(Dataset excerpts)
=-=-=

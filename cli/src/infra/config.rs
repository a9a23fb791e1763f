//! Loads `CmdConfig` from `SD_*` environment variables via `envy`.

use crate::domain::config::CmdConfig;
use crate::domain::error::ConfigError;

const PREFIX: &str = "SD_";

/// Read the configuration from the process environment.
///
/// # Errors
///
/// Returns `ConfigError::Env` if a variable holds a value of the wrong shape.
pub fn load_from_env() -> Result<CmdConfig, ConfigError> {
    from_vars(std::env::vars())
}

/// Read the configuration from explicit `(name, value)` pairs.
///
/// # Errors
///
/// Returns `ConfigError::Env` if a variable holds a value of the wrong shape.
pub fn from_vars<I>(vars: I) -> Result<CmdConfig, ConfigError>
where
    I: IntoIterator<Item = (String, String)>,
{
    let config: CmdConfig = envy::prefixed(PREFIX)
        .from_iter(vars)
        .map_err(|e| ConfigError::Env(e.to_string()))?;
    Ok(config.normalized())
}
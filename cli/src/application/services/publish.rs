//! Application service: publish a command version and tag it.
//!
//! Imports only from `crate::domain` and `crate::application::ports`.

use std::path::{Path, PathBuf};

use sd_cmd_common::CommandSpec;

use crate::application::ports::{MetadataApi, ProgressReporter};
use crate::application::services::promote::{PromoteOutcome, promote};
use crate::domain::cache::format_file;
use crate::domain::error::CmdError;
use crate::domain::reference::is_valid_tag;

/// Result of a successful publish.
#[derive(Debug, Clone, PartialEq, Eq)]
pub struct Published {
    pub spec: CommandSpec,
    pub tag: PromoteOutcome,
}

/// Artifact to upload alongside `spec`, resolved against the manifest's
/// directory unless already absolute.
#[must_use]
pub fn artifact_path(spec: &CommandSpec, manifest_path: &Path) -> Option<PathBuf> {
    let file = format_file(spec)?;
    let file = Path::new(file);
    if file.is_absolute() {
        return Some(file.to_path_buf());
    }
    let dir = manifest_path.parent().unwrap_or_else(|| Path::new(""));
    Some(dir.join(file))
}

/// Publish `spec` (loaded from `manifest_path`) and point `tag` at the new version.
///
/// # Errors
///
/// Returns `InvalidTagName` before anything is sent, the publish failure,
/// or the promote failure after a successful publish (the version then
/// exists untagged).
pub fn publish(
    api: &impl MetadataApi,
    reporter: &impl ProgressReporter,
    spec: &CommandSpec,
    manifest_path: &Path,
    tag: &str,
) -> Result<Published, CmdError> {
    if !is_valid_tag(tag) {
        return Err(CmdError::InvalidTagName(tag.to_string()));
    }
    let artifact = artifact_path(spec, manifest_path);
    reporter.step(&format!("Publishing {}", spec.full_name()));
    tracing::debug!(
        command = %spec.full_name(),
        format = spec.format.name(),
        artifact = ?artifact,
        "publishing command"
    );

    let published = api.publish(spec, artifact.as_deref())?;
    reporter.success(&format!(
        "Published {}@{}",
        published.full_name(),
        published.version
    ));

    let tag = promote(
        api,
        reporter,
        &published.namespace,
        &published.name,
        &published.version,
        tag,
    )?;
    Ok(Published {
        spec: published,
        tag,
    })
}
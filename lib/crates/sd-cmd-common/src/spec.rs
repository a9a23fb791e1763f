// lib/crates/sd-cmd-common/src/spec.rs

use serde::{Deserialize, Serialize};

/// A command spec, either as written in `sd-command.yaml` or as resolved by
/// the Screwdriver API.
///
/// Once resolved, `version` is always a concrete version: ranges and tags are
/// expanded server-side.
#[derive(Debug, Clone, PartialEq, Eq, Serialize, Deserialize)]
pub struct CommandSpec {
    pub namespace: String,
    pub name: String,
    #[serde(default)]
    pub description: String,
    #[serde(default, skip_serializing_if = "String::is_empty")]
    pub maintainer: String,
    pub version: String,
    #[serde(default, skip_serializing_if = "Option::is_none")]
    pub usage: Option<String>,
    #[serde(flatten)]
    pub format: Format,
}

impl CommandSpec {
    /// `namespace/name`, without a version.
    #[must_use]
    pub fn full_name(&self) -> String {
        format!("{}/{}", self.namespace, self.name)
    }
}

/// Execution format of a command, with its format-specific fields.
///
/// On the wire the variant is selected by the `format` key and the fields
/// live under a key of the same name, e.g.
/// `{"format": "binary", "binary": {"file": "./sd-step"}}`.
#[derive(Debug, Clone, PartialEq, Eq, Serialize, Deserialize)]
#[serde(tag = "format", rename_all = "lowercase")]
pub enum Format {
    Binary { binary: BinaryFormat },
    Habitat { habitat: HabitatFormat },
    Docker { docker: DockerFormat },
}

impl Format {
    /// Wire name of the format.
    #[must_use]
    pub fn name(&self) -> &'static str {
        match self {
            Format::Binary { .. } => "binary",
            Format::Habitat { .. } => "habitat",
            Format::Docker { .. } => "docker",
        }
    }
}

#[derive(Debug, Clone, PartialEq, Eq, Serialize, Deserialize)]
pub struct BinaryFormat {
    /// Path of the executable, relative to the manifest or absolute.
    pub file: String,
}

/// Where a habitat package comes from.
#[derive(Debug, Clone, Copy, PartialEq, Eq, Serialize, Deserialize)]
#[serde(rename_all = "lowercase")]
pub enum HabitatMode {
    /// Package archive is uploaded to and served by the Store.
    Local,
    /// Package is installed from a habitat depot by identifier.
    Remote,
}

#[derive(Debug, Clone, PartialEq, Eq, Serialize, Deserialize)]
pub struct HabitatFormat {
    pub mode: HabitatMode,
    /// Package identifier, e.g. `core/git/2.14.1`.
    pub package: String,
    /// Package archive (`.hart`), local mode only.
    #[serde(default, skip_serializing_if = "Option::is_none")]
    pub file: Option<String>,
    /// Binary inside the package to run.
    pub command: String,
}

#[derive(Debug, Clone, PartialEq, Eq, Serialize, Deserialize)]
pub struct DockerFormat {
    pub image: String,
    #[serde(default)]
    pub command: String,
}
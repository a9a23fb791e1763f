//! `TerminalReporter`: Presentation-layer implementation of `ProgressReporter`.
//!
//! Wraps `&OutputContext` and implements the `application::ports::ProgressReporter`
//! trait so application services can emit progress events without depending on
//! any presentation type directly.

use crate::application::ports::ProgressReporter;
use crate::output::OutputContext;

/// Terminal progress reporter that wraps an `OutputContext`.
///
/// Every message goes to stderr and is suppressed when `ctx.quiet`.
pub struct TerminalReporter<'a> {
    ctx: &'a OutputContext,
}

impl<'a> TerminalReporter<'a> {
    #[must_use]
    pub fn new(ctx: &'a OutputContext) -> Self {
        Self { ctx }
    }
}

impl ProgressReporter for TerminalReporter<'_> {
    fn step(&self, message: &str) {
        self.ctx.step(message);
    }

    fn success(&self, message: &str) {
        self.ctx.success(message);
    }

    fn warn(&self, message: &str) {
        self.ctx.warn(message);
    }
}
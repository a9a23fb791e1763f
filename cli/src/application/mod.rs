//! Application layer: port trait definitions and use-case orchestration.
//!
//! This module depends only on `crate::domain`, never on `crate::infra`,
//! `crate::commands`, or `crate::output`.

pub mod ports;
pub mod services;

pub use ports::{
    Artifact, ArtifactCache, ArtifactStore, CommandRunner, HttpRequest, HttpResponse,
    HttpTransport, MetadataApi, Method, ProgressReporter, StdinMode,
};
//! Domain layer: pure types, grammar and validation.
//!
//! This module has zero imports from `crate::infra`, `crate::commands`,
//! `crate::application`, `tokio`, `std::fs`, `std::process`, or `std::net`.
//! All functions are synchronous and take data in, returning data out.

pub mod cache;
pub mod config;
pub mod error;
pub mod reference;

pub use config::CmdConfig;
pub use error::{CmdError, ConfigError, Service, TransportError};
pub use reference::{CommandReference, scan_args};
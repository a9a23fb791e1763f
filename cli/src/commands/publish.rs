//! `sd-cmd publish`: publish a new command version from a manifest.

use std::path::PathBuf;

use anyhow::{Context, Result};
use clap::Args;

use crate::app::AppContext;
use crate::application::services::publish::publish;
use crate::infra::manifest::load_manifest;
use crate::output::TerminalReporter;

/// Arguments for the publish command.
#[derive(Args)]
pub struct PublishArgs {
    /// Path to the command manifest
    #[arg(short = 'f', long = "file", default_value = "sd-command.yaml")]
    pub file: PathBuf,

    /// Tag to point at the published version
    #[arg(short = 't', long = "tag", default_value = "latest")]
    pub tag: String,
}

/// Publish the manifest and tag the new version. Prints the version on stdout.
///
/// # Errors
///
/// Returns an error if the manifest cannot be loaded or the API rejects it.
pub fn run(ctx: &AppContext, args: &PublishArgs) -> Result<()> {
    let spec = load_manifest(&args.file)?;
    let api = ctx.api()?;
    let reporter = TerminalReporter::new(&ctx.output);

    let published = publish(&api, &reporter, &spec, &args.file, &args.tag)
        .with_context(|| format!("cannot publish {}", spec.full_name()))?;
    ctx.output.result(&published.spec.version);
    Ok(())
}
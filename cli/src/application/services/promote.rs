//! Application service: move a tag to a published version.
//!
//! Imports only from `crate::domain` and `crate::application::ports`.

use sd_cmd_common::TagPointer;

use crate::application::ports::{MetadataApi, ProgressReporter};
use crate::domain::error::CmdError;
use crate::domain::reference::CommandReference;

/// Outcome of the `promote` use-case.
#[derive(Debug, Clone, PartialEq, Eq)]
pub enum PromoteOutcome {
    /// The tag already pointed at the requested version; nothing was sent.
    AlreadyTagged { version: String },
    /// The tag now points at the requested version.
    Promoted(TagPointer),
}

/// Point `tag` of `namespace/name` at `target_version`.
///
/// # Errors
///
/// Returns `InvalidTagName` for a malformed tag, and any API failure other
/// than the 404 that means the tag does not exist yet.
pub fn promote(
    api: &impl MetadataApi,
    reporter: &impl ProgressReporter,
    namespace: &str,
    name: &str,
    target_version: &str,
    tag: &str,
) -> Result<PromoteOutcome, CmdError> {
    let tagged = CommandReference::tagged(namespace, name, tag)?;
    reporter.step(&format!("Promoting {namespace}/{name}@{target_version} to {tag}"));

    match api.resolve(&tagged) {
        Ok(current) if current.version == target_version => {
            reporter.success(&format!(
                "{namespace}/{name}@{target_version} is already tagged with {tag}"
            ));
            return Ok(PromoteOutcome::AlreadyTagged {
                version: current.version,
            });
        }
        Ok(current) => {
            reporter.step(&format!("Removing {} from {tag}", current.version));
        }
        Err(e) if e.is_not_found() => {
            tracing::debug!(%tagged, "tag not found, creating it");
            reporter.step(&format!("Tag {tag} does not exist yet"));
        }
        Err(e) => return Err(e),
    }

    let pointer = api.tag(namespace, name, target_version, tag)?;
    reporter.success(&format!(
        "Promoted {}/{}@{} to {}",
        pointer.namespace, pointer.name, pointer.version, pointer.tag
    ));
    Ok(PromoteOutcome::Promoted(pointer))
}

=-=-=

* **TASK STATEMENT**
The lines in the entries above that carry the word "BinaryFormat" must be copied.

* **TASK ANSWER**
    Binary { binary: BinaryFormat },
pub struct BinaryFormat {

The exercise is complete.